While a vaccine has been widely seen as a pathway to back to normal life, only 7% of respondents said they expected their return to the workplace to hinge on a vaccine being readily available.

However, some workers questioned the wisdom of returning at all, with 33% saying they’ve been productive at home and don’t see a need to go back to an office or other work site to do their jobs.

Women in particular said they have been able to maintain a high level of productivity at home, with 46% expressing that sentiment compared with 36% of men.

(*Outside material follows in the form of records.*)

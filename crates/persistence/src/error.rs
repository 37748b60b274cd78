//! Error types for the persistence layer.
//!
//! This module defines all error types used throughout the persistence layer,
//! following a hierarchy that separates document state errors, validation
//! errors, backend errors, change feed errors, and operation control errors.
//!
//! Every error also belongs to an [`ErrorCategory`]. Fatal errors mean the
//! process cannot serve any tenant without storage; the embedding application
//! is expected to stop rather than retry.

// Error enum variant fields are self-documenting via their #[error(...)] messages
#![allow(missing_docs)]

use std::fmt;

use thiserror::Error;

/// The primary error type for all storage operations.
#[derive(Error, Debug)]
pub enum StorageError {
    /// Document state errors
    #[error(transparent)]
    Resource(#[from] ResourceError),

    /// Caller input errors
    #[error(transparent)]
    Validation(#[from] ValidationError),

    /// Backend-specific errors
    #[error(transparent)]
    Backend(#[from] BackendError),

    /// Change feed errors
    #[error(transparent)]
    Subscription(#[from] SubscriptionError),

    /// Deadline and cancellation errors
    #[error(transparent)]
    Operation(#[from] OperationError),
}

/// Errors related to document state.
#[derive(Error, Debug)]
pub enum ResourceError {
    /// No document with the given identifier exists in the collection.
    #[error("document not found: {collection}/{id}")]
    NotFound { collection: String, id: String },

    /// A document with the given identifier already exists.
    #[error("document already exists: {collection}/{id}")]
    AlreadyExists { collection: String, id: String },
}

/// Errors caused by malformed caller input.
#[derive(Error, Debug)]
pub enum ValidationError {
    #[error("malformed filter: {message}")]
    MalformedFilter { message: String },

    #[error("invalid patch: {message}")]
    InvalidPatch { message: String },

    #[error("invalid document: {message}")]
    InvalidDocument { message: String },
}

/// Errors originating in a storage backend.
#[derive(Error, Debug)]
pub enum BackendError {
    #[error("backend unavailable: {backend_name}: {message}")]
    Unavailable {
        backend_name: String,
        message: String,
    },

    #[error("connection failed to {backend_name}: {message}")]
    ConnectionFailed {
        backend_name: String,
        message: String,
    },

    #[error("capability '{capability}' not supported by {backend_name}")]
    UnsupportedCapability {
        backend_name: String,
        capability: String,
    },

    #[error("provisioning of {collection} failed in {backend_name}: {message}")]
    ProvisioningFailed {
        backend_name: String,
        collection: String,
        message: String,
    },

    #[error("internal error in {backend_name}: {message}")]
    Internal {
        backend_name: String,
        message: String,
        #[source]
        source: Option<Box<dyn std::error::Error + Send + Sync>>,
    },

    #[error("query execution failed: {message}")]
    QueryError { message: String },

    #[error("serialization error: {message}")]
    SerializationError { message: String },
}

/// Errors raised by change feed subscriptions.
#[derive(Error, Debug)]
pub enum SubscriptionError {
    /// The backend refused to open the change cursor.
    #[error("failed to open change feed on {collection}: {message}")]
    CursorOpenFailed { collection: String, message: String },

    /// The cursor failed after it was opened.
    #[error("change feed on {collection} failed: {message}")]
    StreamFailed { collection: String, message: String },
}

/// Errors raised when an operation is aborted by its [`OperationContext`].
///
/// [`OperationContext`]: crate::core::OperationContext
#[derive(Error, Debug)]
pub enum OperationError {
    #[error("operation {operation} was cancelled")]
    Cancelled { operation: String },

    #[error("operation {operation} exceeded its deadline of {timeout_ms}ms")]
    DeadlineExceeded { operation: String, timeout_ms: u64 },
}

/// How the caller should react to an error.
#[derive(Debug, Clone, Copy, PartialEq, Eq)]
pub enum ErrorCategory {
    /// Storage cannot be used at all; the process should stop.
    Fatal,
    /// The failure is local to this call and should be reported to the client.
    Recoverable,
}

impl fmt::Display for ErrorCategory {
    fn fmt(&self, f: &mut fmt::Formatter<'_>) -> fmt::Result {
        match self {
            ErrorCategory::Fatal => write!(f, "fatal"),
            ErrorCategory::Recoverable => write!(f, "recoverable"),
        }
    }
}

impl StorageError {
    /// Returns the category of this error.
    pub fn category(&self) -> ErrorCategory {
        match self {
            StorageError::Backend(BackendError::ConnectionFailed { .. })
            | StorageError::Backend(BackendError::ProvisioningFailed { .. }) => {
                ErrorCategory::Fatal
            }
            _ => ErrorCategory::Recoverable,
        }
    }

    /// Returns `true` if the process cannot usefully continue after this error.
    pub fn is_fatal(&self) -> bool {
        self.category() == ErrorCategory::Fatal
    }

    /// Returns `true` for a lookup that matched no document.
    pub fn is_not_found(&self) -> bool {
        matches!(self, StorageError::Resource(ResourceError::NotFound { .. }))
    }

    /// Returns `true` for an insert whose identifier was already taken.
    pub fn is_duplicate(&self) -> bool {
        matches!(
            self,
            StorageError::Resource(ResourceError::AlreadyExists { .. })
        )
    }
}

/// Type alias for storage operation results.
pub type StorageResult<T> = Result<T, StorageError>;

// Implement conversions from common error types

impl From<serde_json::Error> for StorageError {
    fn from(err: serde_json::Error) -> Self {
        StorageError::Backend(BackendError::SerializationError {
            message: err.to_string(),
        })
    }
}

impl From<std::io::Error> for BackendError {
    fn from(err: std::io::Error) -> Self {
        BackendError::Internal {
            backend_name: "unknown".to_string(),
            message: err.to_string(),
            source: Some(Box::new(err)),
        }
    }
}

impl From<tokio::time::error::Elapsed> for StorageError {
    fn from(_: tokio::time::error::Elapsed) -> Self {
        StorageError::Operation(OperationError::DeadlineExceeded {
            operation: "unknown".to_string(),
            timeout_ms: 0,
        })
    }
}

#[cfg(feature = "mongodb")]
impl From<mongodb::error::Error> for StorageError {
    fn from(err: mongodb::error::Error) -> Self {
        StorageError::Backend(BackendError::Internal {
            backend_name: "mongodb".to_string(),
            message: err.to_string(),
            source: Some(Box::new(err)),
        })
    }
}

Most workers not very comfortable with returning

Fewer than 2 in 5 workers (17%) said they felt very comfortable with the idea of returning to the workplace. In comparison:

  • 39% said they are only “moderately” comfortable
  • 31% said they are not comfortable at all

At the same time, some workers feel pressure to return to their place of work in order to keep their jobs. In fact, 20% of individual contributors — those who are not managers — said they feel pressure to go back, along with 21% of front-line managers who also feel that way.

On the flip side, only 4% of C-suite executives said they feel pressured to return to an office or other site in order to keep their positions.

Interestingly, individual contributors are also the least comfortable with the idea of returning to the office, with 42% expressing this discomfort, compared with 31% of workers overall.

Women more likely to have workplace concerns

Women are also more likely to feel pressure to go back to working in person. Specifically, 17% of women felt they must return in order to keep their jobs, compared with 10% of men.

Women also have a string of other work-related concerns:

  • 67% of women are concerned with the risk of contracting COVID-19 in the workplace — slightly more than the 61% of men who felt the same
  • 39% of women are concerned that colleagues won’t follow safety colleagues, compared to 32% of men who also have those concerns

An earlier survey found that some women are even considering leaving the workforce because of the pandemic.

Overall, the top employee concerns about returning to the workplace are:

  • Contracting COVID-19 personally (51%)
  • Exposing family members to COVID-19 (49%)
  • Lack of an available, effective and safe vaccine (40%)

Methodology: The Conference Board surveyed more than 1,100 workers across multiple industries during Sept. 16-25, 2020.